Diff	Compare original and forked timelines. See exactly where they diverge and why.
Langfuse Import	See a broken trace in Langfuse? `rewind import from-langfuse --trace <id>` - import it, fork at the failure, replay with the fix. One command from "broken production trace" to "forked, fixed, verified."
Replay Savings	Every replay shows concrete ROI: tokens saved, estimated cost saved, time saved. CLI, Python SDK, and Web API. Know exactly how much each debug cycle is worth.
Session Sharing	`rewind share latest` - generate a self-contained HTML file. Open in any browser, share via Slack or email. No install, no login, works offline. Like a Jupyter notebook export for debug sessions.
Instant Replay	Identical requests are served from cache at 0 tokens, 0ms latency. Run the same agent 10 times - only the first run hits the LLM.
Evaluation	Create datasets, run your agent against them, score with 7 evaluator types (exact match, contains, regex, JSON schema, tool use, custom, LLM-as-judge). CI-ready with `--fail-below` thresholds.
Regression Testing	Turn any session into a baseline. After code changes, check step types, models, tool calls, token counts. 3-line GitHub Action.
Multi-Agent Tracing	Span tree visualization groups LLM calls, tool invocations, and handoffs under their parent agent. Thread view for multi-turn conversations.
Snapshots	Capture your entire workspace. Restore in one command if your agent breaks something. No git dependency.

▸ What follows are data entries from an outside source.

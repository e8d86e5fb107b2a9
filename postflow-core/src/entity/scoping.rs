//! Scopings: ordered id sequences tagged with a location.

use std::sync::Arc;

use crate::binding::call::{Request, Response, ScopingCall};
use crate::entity::{Entity, EntityKind, Location};
use crate::error::{Error, Result};
use crate::handle::{unexpected_response, EntityHandle};
use crate::server::Server;
use crate::version::{LARGE_SCOPING_LEN, VERSION_LARGE_SCOPING};
use crate::Id;

/// Ordered sequence of int ids plus a location tag.
#[derive(Clone)]
pub struct Scoping {
    handle: Arc<EntityHandle>,
}

impl Entity for Scoping {
    const KIND: EntityKind = EntityKind::Scoping;
    // id payloads compare exactly
    const CONTENT_TOLERANCE: f64 = 0.0;

    fn from_handle(handle: Arc<EntityHandle>) -> Self {
        Self { handle }
    }

    fn handle(&self) -> &Arc<EntityHandle> {
        &self.handle
    }
}

impl Scoping {
    pub fn new(server: &Server, location: Location) -> Result<Self> {
        match server.call(Request::Scoping(ScopingCall::New { location }))? {
            Response::Handle(h) => Ok(Self::from_handle(EntityHandle::new(
                h,
                EntityKind::Scoping,
                server.clone(),
            ))),
            other => Err(unexpected_response("scoping_new", &other)),
        }
    }

    fn call(&self, call: ScopingCall) -> Result<Response> {
        self.handle.server().call(Request::Scoping(call))
    }

    pub fn ids(&self) -> Result<Vec<Id>> {
        match self.call(ScopingCall::GetIds {
            scoping: self.handle.live_id()?,
        })? {
            Response::IntVec(ids) => Ok(ids),
            other => Err(unexpected_response("scoping_get_ids", &other)),
        }
    }

    /// Replaces the id sequence wholesale, preserving order.
    ///
    /// Arrays past two million entries need an engine >= 2.1.
    pub fn set_ids(&self, ids: Vec<Id>) -> Result<()> {
        if ids.len() > LARGE_SCOPING_LEN {
            self.handle.server().require(VERSION_LARGE_SCOPING)?;
        }
        match self.call(ScopingCall::SetIds {
            scoping: self.handle.live_id()?,
            ids,
        })? {
            Response::Done => Ok(()),
            other => Err(unexpected_response("scoping_set_ids", &other)),
        }
    }

    pub fn location(&self) -> Result<Location> {
        match self.call(ScopingCall::GetLocation {
            scoping: self.handle.live_id()?,
        })? {
            Response::Str(loc) => Ok(Location::from_str(&loc)),
            other => Err(unexpected_response("scoping_get_location", &other)),
        }
    }

    pub fn set_location(&self, location: Location) -> Result<()> {
        match self.call(ScopingCall::SetLocation {
            scoping: self.handle.live_id()?,
            location,
        })? {
            Response::Done => Ok(()),
            other => Err(unexpected_response("scoping_set_location", &other)),
        }
    }

    pub fn size(&self) -> Result<usize> {
        match self.call(ScopingCall::Size {
            scoping: self.handle.live_id()?,
        })? {
            Response::Int(n) => Ok(n as usize),
            other => Err(unexpected_response("scoping_size", &other)),
        }
    }

    /// Id stored at `index`.
    pub fn id(&self, index: usize) -> Result<Id> {
        match self.call(ScopingCall::IdAt {
            scoping: self.handle.live_id()?,
            index,
        })? {
            Response::Int(id) => Ok(id),
            other => Err(unexpected_response("scoping_id_at", &other)),
        }
    }

    /// Index holding `id`.
    pub fn index(&self, id: Id) -> Result<usize> {
        match self.call(ScopingCall::IndexOf {
            scoping: self.handle.live_id()?,
            id,
        })? {
            Response::Int(idx) => Ok(idx as usize),
            other => Err(unexpected_response("scoping_index_of", &other)),
        }
    }

    pub fn set_id(&self, index: usize, id: Id) -> Result<()> {
        match self.call(ScopingCall::SetId {
            scoping: self.handle.live_id()?,
            index,
            id,
        })? {
            Response::Done => Ok(()),
            other => Err(unexpected_response("scoping_set_id", &other)),
        }
    }

    pub fn append(&self, id: Id) -> Result<()> {
        match self.call(ScopingCall::Append {
            scoping: self.handle.live_id()?,
            id,
        })? {
            Response::Done => Ok(()),
            other => Err(unexpected_response("scoping_append", &other)),
        }
    }

    /// Opens a client-memory working copy; see [`LocalScoping`].
    pub fn as_local_scoping(&self) -> Result<LocalScoping> {
        LocalScoping::open(self.clone())
    }
}

impl PartialEq for Scoping {
    fn eq(&self, other: &Self) -> bool {
        self.handle.same_object(&other.handle)
    }
}

impl std::fmt::Debug for Scoping {
    fn fmt(&self, f: &mut std::fmt::Formatter) -> std::fmt::Result {
        write!(f, "Scoping({:?})", self.handle)
    }
}

/// Client-only working set over a scoping.
///
/// Opening duplicates the ids into client memory; every mutation happens in
/// the buffer. The buffer flushes back to the engine exactly once, at drop
/// or through an explicit [`release`](LocalScoping::release). Until then the
/// engine-side scoping is unchanged, and the local copy must never be handed
/// to the engine.
pub struct LocalScoping {
    target: Scoping,
    ids: Vec<Id>,
    location: Location,
    dirty: bool,
    flushed: bool,
}

impl LocalScoping {
    fn open(target: Scoping) -> Result<Self> {
        let ids = target.ids()?;
        let location = target.location()?;
        Ok(Self {
            target,
            ids,
            location,
            dirty: false,
            flushed: false,
        })
    }

    pub fn ids(&self) -> &[Id] {
        &self.ids
    }

    pub fn location(&self) -> &Location {
        &self.location
    }

    pub fn set_ids(&mut self, ids: Vec<Id>) {
        self.ids = ids;
        self.dirty = true;
    }

    pub fn append(&mut self, id: Id) {
        self.ids.push(id);
        self.dirty = true;
    }

    pub fn set_id(&mut self, index: usize, id: Id) -> Result<()> {
        if index >= self.ids.len() {
            return Err(Error::validation(format!(
                "index {} out of bounds for local scoping of size {}",
                index,
                self.ids.len()
            )));
        }
        self.ids[index] = id;
        self.dirty = true;
        Ok(())
    }

    pub fn set_location(&mut self, location: Location) {
        self.location = location;
        self.dirty = true;
    }

    /// Explicit flush; afterwards the drop path is a no-op.
    pub fn release(mut self) -> Result<()> {
        self.flush()
    }

    fn flush(&mut self) -> Result<()> {
        if self.flushed {
            return Ok(());
        }
        self.flushed = true;
        if !self.dirty {
            return Ok(());
        }
        self.target.set_ids(std::mem::take(&mut self.ids))?;
        self.target.set_location(self.location.clone())
    }
}

impl Drop for LocalScoping {
    fn drop(&mut self) {
        if let Err(e) = self.flush() {
            warn!("local scoping flush failed: {}", e);
        }
    }
}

The only tool where debugging, tracing, and evals share the same data model. Fork a session, replay it, diff it, score it - all on the same timeline.

See It in Action

Debug your agent — without re-running it

# try it now - no API keys needed
rewind demo && rewind inspect latest

If Rewind is useful to you, a ⭐ helps others find it.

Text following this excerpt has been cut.